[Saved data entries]
--- --- ---
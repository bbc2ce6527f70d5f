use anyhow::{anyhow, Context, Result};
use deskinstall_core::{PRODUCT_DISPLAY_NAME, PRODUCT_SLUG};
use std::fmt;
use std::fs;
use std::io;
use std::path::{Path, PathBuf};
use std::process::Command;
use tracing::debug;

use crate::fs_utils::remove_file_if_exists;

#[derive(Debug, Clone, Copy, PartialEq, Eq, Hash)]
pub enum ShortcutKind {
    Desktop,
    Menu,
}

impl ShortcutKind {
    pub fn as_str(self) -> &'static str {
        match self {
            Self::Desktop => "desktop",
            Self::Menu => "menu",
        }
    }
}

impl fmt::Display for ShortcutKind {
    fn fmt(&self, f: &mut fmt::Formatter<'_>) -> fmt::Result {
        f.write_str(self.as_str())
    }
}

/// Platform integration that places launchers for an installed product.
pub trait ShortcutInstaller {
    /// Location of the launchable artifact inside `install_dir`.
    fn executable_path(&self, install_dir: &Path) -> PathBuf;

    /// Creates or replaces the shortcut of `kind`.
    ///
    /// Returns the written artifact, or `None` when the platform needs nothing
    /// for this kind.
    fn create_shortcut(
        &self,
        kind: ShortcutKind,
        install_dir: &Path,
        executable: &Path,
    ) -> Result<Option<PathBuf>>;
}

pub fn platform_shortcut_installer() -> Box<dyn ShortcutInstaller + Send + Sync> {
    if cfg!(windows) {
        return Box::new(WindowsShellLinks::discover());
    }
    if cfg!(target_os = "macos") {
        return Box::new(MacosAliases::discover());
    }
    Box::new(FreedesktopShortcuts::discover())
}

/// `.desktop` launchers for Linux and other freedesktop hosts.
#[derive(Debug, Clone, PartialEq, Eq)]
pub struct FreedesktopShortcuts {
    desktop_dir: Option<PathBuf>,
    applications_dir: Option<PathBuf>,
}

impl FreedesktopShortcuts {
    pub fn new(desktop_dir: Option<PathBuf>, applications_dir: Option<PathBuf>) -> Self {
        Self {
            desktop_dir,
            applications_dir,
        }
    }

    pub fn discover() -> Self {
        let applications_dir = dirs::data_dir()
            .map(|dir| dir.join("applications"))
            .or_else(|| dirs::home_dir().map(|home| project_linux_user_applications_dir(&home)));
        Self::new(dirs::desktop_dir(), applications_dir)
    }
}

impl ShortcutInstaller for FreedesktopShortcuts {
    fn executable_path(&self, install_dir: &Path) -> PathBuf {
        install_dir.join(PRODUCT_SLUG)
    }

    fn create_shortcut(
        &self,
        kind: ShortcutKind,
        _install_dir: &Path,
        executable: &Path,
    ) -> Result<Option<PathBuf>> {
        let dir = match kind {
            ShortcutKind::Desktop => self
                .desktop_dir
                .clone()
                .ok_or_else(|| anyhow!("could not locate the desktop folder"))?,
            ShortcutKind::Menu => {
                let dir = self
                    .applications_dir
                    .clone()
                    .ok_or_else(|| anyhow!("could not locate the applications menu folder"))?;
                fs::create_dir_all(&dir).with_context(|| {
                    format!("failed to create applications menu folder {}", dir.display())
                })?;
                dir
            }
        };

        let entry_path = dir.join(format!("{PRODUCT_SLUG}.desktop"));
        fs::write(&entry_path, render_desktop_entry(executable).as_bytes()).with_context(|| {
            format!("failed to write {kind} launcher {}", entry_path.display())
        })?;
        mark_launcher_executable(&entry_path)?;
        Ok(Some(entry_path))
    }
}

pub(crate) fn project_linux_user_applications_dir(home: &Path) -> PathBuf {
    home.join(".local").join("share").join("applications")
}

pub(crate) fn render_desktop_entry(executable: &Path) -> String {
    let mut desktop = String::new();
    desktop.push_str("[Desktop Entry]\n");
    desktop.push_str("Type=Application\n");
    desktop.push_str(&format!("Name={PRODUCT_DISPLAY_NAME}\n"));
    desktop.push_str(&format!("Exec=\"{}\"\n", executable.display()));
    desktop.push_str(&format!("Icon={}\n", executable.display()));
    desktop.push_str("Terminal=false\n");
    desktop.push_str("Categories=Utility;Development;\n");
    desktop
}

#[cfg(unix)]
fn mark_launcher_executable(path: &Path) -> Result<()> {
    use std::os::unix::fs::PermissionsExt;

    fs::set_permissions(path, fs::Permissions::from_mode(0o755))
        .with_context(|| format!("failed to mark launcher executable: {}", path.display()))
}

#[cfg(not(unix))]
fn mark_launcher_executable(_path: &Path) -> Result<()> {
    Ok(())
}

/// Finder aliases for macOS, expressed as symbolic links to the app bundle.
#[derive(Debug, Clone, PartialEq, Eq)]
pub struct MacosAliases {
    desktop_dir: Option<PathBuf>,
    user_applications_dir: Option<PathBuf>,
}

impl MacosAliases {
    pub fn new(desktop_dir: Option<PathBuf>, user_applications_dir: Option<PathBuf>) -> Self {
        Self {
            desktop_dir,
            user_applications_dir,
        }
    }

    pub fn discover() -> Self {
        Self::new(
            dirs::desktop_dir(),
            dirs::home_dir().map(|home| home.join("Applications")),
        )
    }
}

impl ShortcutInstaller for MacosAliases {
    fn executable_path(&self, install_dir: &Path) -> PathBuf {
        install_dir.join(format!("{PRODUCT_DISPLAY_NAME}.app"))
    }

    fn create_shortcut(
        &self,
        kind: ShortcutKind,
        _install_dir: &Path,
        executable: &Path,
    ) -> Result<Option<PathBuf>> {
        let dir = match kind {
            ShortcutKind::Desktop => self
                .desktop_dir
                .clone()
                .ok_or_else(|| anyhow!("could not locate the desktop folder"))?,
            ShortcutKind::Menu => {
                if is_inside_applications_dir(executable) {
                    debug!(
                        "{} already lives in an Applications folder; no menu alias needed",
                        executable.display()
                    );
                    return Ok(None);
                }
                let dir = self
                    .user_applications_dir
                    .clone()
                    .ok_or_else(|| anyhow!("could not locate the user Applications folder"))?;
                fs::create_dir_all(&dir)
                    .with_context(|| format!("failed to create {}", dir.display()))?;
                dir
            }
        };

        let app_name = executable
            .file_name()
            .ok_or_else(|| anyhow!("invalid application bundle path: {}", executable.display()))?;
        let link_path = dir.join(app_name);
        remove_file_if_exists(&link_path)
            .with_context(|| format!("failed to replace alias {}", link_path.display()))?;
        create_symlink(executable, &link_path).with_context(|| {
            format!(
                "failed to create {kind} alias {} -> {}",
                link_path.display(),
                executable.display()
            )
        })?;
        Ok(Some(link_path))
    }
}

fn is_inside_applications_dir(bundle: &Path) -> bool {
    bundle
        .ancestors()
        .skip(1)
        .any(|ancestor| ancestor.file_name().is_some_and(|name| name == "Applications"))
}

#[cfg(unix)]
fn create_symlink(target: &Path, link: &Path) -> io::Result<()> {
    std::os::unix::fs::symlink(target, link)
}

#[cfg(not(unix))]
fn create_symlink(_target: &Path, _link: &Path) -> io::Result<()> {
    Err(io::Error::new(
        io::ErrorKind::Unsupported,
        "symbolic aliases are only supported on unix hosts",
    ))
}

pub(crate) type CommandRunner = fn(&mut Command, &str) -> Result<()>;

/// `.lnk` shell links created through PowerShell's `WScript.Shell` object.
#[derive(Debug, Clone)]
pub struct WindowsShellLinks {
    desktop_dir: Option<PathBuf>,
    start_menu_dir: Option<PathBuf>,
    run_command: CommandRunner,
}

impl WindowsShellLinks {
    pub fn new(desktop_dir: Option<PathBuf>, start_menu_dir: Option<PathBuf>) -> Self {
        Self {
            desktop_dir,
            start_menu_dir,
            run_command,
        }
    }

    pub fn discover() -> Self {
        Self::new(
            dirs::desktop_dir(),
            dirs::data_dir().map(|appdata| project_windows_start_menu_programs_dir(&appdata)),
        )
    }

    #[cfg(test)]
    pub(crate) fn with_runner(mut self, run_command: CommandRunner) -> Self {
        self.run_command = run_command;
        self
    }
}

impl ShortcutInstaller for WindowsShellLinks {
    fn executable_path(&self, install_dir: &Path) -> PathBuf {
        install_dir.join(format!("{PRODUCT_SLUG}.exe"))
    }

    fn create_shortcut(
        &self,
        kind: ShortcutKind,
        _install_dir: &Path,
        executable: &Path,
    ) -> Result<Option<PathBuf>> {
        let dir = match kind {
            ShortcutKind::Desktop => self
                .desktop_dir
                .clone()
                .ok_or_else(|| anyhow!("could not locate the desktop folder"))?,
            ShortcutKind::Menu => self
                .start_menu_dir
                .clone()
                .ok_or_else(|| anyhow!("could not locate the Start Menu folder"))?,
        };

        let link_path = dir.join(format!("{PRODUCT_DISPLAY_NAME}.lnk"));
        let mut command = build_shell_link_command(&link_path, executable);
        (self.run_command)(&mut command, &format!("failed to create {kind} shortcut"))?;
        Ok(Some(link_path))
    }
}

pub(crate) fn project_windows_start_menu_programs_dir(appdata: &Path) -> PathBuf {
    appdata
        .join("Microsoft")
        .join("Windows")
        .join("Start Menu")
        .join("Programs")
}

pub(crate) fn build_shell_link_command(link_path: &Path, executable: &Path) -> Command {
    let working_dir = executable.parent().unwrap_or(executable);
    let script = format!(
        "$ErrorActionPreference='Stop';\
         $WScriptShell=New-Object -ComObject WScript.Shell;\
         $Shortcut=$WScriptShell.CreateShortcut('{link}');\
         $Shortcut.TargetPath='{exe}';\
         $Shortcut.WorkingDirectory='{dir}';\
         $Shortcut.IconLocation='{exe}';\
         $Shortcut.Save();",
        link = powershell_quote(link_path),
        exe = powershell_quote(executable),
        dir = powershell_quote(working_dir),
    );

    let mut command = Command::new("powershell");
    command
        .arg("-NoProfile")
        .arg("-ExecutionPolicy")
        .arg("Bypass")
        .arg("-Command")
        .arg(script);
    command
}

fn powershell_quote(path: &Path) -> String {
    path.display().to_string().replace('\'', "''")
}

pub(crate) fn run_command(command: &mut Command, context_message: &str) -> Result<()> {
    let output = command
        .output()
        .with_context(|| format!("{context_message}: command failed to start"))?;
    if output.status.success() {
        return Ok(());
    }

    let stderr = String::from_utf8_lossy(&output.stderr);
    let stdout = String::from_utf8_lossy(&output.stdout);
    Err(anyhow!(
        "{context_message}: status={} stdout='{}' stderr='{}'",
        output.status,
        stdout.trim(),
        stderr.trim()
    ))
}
--- --- ---
**What you need to do**
Your reply should consist solely of the number of lines above that contain the word "ShortcutInstaller".

**Solution for this problem**
5